> [Assignment] Look through the listing below and report every line that contains "nome".

- - - - - - -

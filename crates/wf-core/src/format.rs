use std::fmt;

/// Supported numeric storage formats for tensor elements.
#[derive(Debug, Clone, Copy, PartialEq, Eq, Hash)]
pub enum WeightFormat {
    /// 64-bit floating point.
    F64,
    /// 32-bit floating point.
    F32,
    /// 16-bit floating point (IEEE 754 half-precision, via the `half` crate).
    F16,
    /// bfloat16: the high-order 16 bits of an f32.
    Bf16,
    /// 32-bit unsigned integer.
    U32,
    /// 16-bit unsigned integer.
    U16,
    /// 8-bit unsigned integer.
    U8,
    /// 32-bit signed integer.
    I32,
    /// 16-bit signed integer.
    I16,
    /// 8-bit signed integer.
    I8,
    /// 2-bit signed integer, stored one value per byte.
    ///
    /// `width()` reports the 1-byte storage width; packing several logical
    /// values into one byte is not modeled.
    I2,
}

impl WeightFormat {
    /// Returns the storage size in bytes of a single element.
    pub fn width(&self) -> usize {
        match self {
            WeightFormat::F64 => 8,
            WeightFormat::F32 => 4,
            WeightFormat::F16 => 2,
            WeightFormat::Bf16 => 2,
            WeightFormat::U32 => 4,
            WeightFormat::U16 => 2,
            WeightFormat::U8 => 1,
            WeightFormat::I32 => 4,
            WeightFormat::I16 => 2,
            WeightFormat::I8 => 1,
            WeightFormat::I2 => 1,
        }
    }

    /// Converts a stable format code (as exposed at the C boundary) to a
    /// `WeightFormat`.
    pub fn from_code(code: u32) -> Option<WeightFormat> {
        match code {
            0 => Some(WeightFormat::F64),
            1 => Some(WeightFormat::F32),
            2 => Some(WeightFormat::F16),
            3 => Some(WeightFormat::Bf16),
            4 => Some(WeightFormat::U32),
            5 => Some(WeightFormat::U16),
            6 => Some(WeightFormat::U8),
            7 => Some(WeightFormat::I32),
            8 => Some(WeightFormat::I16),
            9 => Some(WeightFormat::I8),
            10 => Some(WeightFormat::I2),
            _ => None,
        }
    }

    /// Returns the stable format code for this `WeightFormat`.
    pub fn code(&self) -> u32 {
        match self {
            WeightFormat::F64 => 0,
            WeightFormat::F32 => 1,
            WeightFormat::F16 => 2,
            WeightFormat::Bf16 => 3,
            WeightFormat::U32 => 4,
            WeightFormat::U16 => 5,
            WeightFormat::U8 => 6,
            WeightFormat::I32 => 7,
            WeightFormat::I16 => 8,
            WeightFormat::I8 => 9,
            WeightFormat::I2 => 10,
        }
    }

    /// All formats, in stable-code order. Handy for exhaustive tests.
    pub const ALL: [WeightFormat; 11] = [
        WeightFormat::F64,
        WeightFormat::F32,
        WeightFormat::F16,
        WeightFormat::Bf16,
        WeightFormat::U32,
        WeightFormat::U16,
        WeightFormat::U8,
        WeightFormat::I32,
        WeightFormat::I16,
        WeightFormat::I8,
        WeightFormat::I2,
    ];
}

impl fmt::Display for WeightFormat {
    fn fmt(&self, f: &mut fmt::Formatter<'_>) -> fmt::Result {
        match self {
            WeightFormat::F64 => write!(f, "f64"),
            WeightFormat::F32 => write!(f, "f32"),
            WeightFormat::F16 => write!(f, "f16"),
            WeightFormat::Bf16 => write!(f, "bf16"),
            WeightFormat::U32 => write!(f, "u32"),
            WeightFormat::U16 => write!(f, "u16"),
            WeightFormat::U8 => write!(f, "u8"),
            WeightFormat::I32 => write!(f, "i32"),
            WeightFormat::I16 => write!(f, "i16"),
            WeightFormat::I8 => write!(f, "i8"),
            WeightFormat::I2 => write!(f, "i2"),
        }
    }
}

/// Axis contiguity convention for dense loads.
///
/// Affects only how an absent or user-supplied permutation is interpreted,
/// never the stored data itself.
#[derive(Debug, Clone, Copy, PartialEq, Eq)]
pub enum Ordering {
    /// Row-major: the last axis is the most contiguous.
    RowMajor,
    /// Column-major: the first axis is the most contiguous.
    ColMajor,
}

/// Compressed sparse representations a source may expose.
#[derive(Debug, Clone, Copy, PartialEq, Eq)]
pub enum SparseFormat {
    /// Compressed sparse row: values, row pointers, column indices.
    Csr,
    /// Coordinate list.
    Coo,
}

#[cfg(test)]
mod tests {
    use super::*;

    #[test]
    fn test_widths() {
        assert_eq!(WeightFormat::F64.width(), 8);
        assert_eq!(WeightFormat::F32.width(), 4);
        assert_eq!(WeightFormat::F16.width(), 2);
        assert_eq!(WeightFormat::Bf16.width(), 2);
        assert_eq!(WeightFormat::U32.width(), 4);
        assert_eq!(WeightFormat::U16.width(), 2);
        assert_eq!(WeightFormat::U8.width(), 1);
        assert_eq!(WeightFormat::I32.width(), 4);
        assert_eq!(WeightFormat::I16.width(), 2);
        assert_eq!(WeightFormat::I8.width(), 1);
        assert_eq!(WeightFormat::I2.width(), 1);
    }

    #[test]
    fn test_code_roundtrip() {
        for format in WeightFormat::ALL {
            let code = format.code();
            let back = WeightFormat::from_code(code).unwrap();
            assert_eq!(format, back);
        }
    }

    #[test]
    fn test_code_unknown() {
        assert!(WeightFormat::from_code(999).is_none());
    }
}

- - - - - - -

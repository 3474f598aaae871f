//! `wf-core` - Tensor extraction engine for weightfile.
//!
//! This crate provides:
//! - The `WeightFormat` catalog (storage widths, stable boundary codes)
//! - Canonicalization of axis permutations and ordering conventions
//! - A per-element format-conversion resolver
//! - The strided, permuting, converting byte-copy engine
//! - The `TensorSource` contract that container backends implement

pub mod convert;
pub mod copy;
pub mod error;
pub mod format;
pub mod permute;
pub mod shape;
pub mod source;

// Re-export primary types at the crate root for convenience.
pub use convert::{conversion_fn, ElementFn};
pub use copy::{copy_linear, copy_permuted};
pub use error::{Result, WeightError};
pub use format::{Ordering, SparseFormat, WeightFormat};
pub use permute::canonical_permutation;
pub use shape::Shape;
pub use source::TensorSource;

- - - - - - -

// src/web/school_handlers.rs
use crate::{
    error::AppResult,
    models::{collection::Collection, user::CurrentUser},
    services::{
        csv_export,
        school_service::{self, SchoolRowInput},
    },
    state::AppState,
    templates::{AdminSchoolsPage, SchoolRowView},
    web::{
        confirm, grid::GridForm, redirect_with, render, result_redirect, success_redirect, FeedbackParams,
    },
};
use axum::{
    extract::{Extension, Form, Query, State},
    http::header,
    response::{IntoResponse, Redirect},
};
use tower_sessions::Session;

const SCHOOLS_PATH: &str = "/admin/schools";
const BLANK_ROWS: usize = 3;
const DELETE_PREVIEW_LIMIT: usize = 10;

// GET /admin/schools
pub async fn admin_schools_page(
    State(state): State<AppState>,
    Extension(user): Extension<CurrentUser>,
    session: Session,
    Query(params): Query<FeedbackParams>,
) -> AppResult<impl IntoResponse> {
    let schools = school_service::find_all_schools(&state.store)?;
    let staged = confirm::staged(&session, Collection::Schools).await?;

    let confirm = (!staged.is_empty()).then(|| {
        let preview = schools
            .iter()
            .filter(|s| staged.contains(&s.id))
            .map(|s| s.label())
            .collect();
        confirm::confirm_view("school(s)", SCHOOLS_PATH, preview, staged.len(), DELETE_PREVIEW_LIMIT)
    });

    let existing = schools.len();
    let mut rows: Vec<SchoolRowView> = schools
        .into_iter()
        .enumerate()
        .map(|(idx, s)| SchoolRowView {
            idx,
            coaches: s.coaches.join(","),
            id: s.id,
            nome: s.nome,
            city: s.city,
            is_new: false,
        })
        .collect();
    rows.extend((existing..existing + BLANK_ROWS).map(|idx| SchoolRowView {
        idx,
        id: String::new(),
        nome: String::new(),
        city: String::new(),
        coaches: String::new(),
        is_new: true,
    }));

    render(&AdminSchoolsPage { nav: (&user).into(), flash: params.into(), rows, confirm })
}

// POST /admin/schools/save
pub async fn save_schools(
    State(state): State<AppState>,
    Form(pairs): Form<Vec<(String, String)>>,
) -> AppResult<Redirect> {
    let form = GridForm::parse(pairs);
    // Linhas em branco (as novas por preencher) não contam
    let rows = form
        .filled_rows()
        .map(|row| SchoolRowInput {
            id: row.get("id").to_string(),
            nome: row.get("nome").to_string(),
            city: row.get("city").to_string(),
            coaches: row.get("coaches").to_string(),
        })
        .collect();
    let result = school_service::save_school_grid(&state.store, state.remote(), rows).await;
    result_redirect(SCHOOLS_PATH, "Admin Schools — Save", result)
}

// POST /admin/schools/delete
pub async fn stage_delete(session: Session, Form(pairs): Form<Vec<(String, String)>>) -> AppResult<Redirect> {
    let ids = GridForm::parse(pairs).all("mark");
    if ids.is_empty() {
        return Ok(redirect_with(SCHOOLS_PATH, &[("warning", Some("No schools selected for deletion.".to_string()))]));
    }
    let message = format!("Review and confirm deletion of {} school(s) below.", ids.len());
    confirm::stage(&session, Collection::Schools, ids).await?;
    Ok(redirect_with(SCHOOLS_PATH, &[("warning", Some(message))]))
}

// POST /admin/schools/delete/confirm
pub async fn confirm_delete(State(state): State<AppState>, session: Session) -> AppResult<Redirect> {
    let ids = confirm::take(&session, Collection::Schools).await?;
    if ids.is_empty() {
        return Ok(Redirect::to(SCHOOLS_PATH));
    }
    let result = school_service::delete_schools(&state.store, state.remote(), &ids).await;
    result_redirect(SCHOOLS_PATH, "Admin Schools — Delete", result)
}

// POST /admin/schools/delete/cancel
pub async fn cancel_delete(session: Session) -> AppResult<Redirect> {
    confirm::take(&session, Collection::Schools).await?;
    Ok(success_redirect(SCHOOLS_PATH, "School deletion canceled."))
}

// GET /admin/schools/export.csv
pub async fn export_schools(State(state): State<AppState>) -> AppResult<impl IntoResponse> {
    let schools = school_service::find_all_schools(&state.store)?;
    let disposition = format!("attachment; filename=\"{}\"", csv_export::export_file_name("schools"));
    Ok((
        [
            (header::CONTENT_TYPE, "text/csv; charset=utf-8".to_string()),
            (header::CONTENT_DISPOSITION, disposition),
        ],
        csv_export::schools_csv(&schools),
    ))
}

- - - - - - -

> [Finished exercise]
            nome: s.nome,
        nome: String::new(),
            nome: row.get("nome").to_string(),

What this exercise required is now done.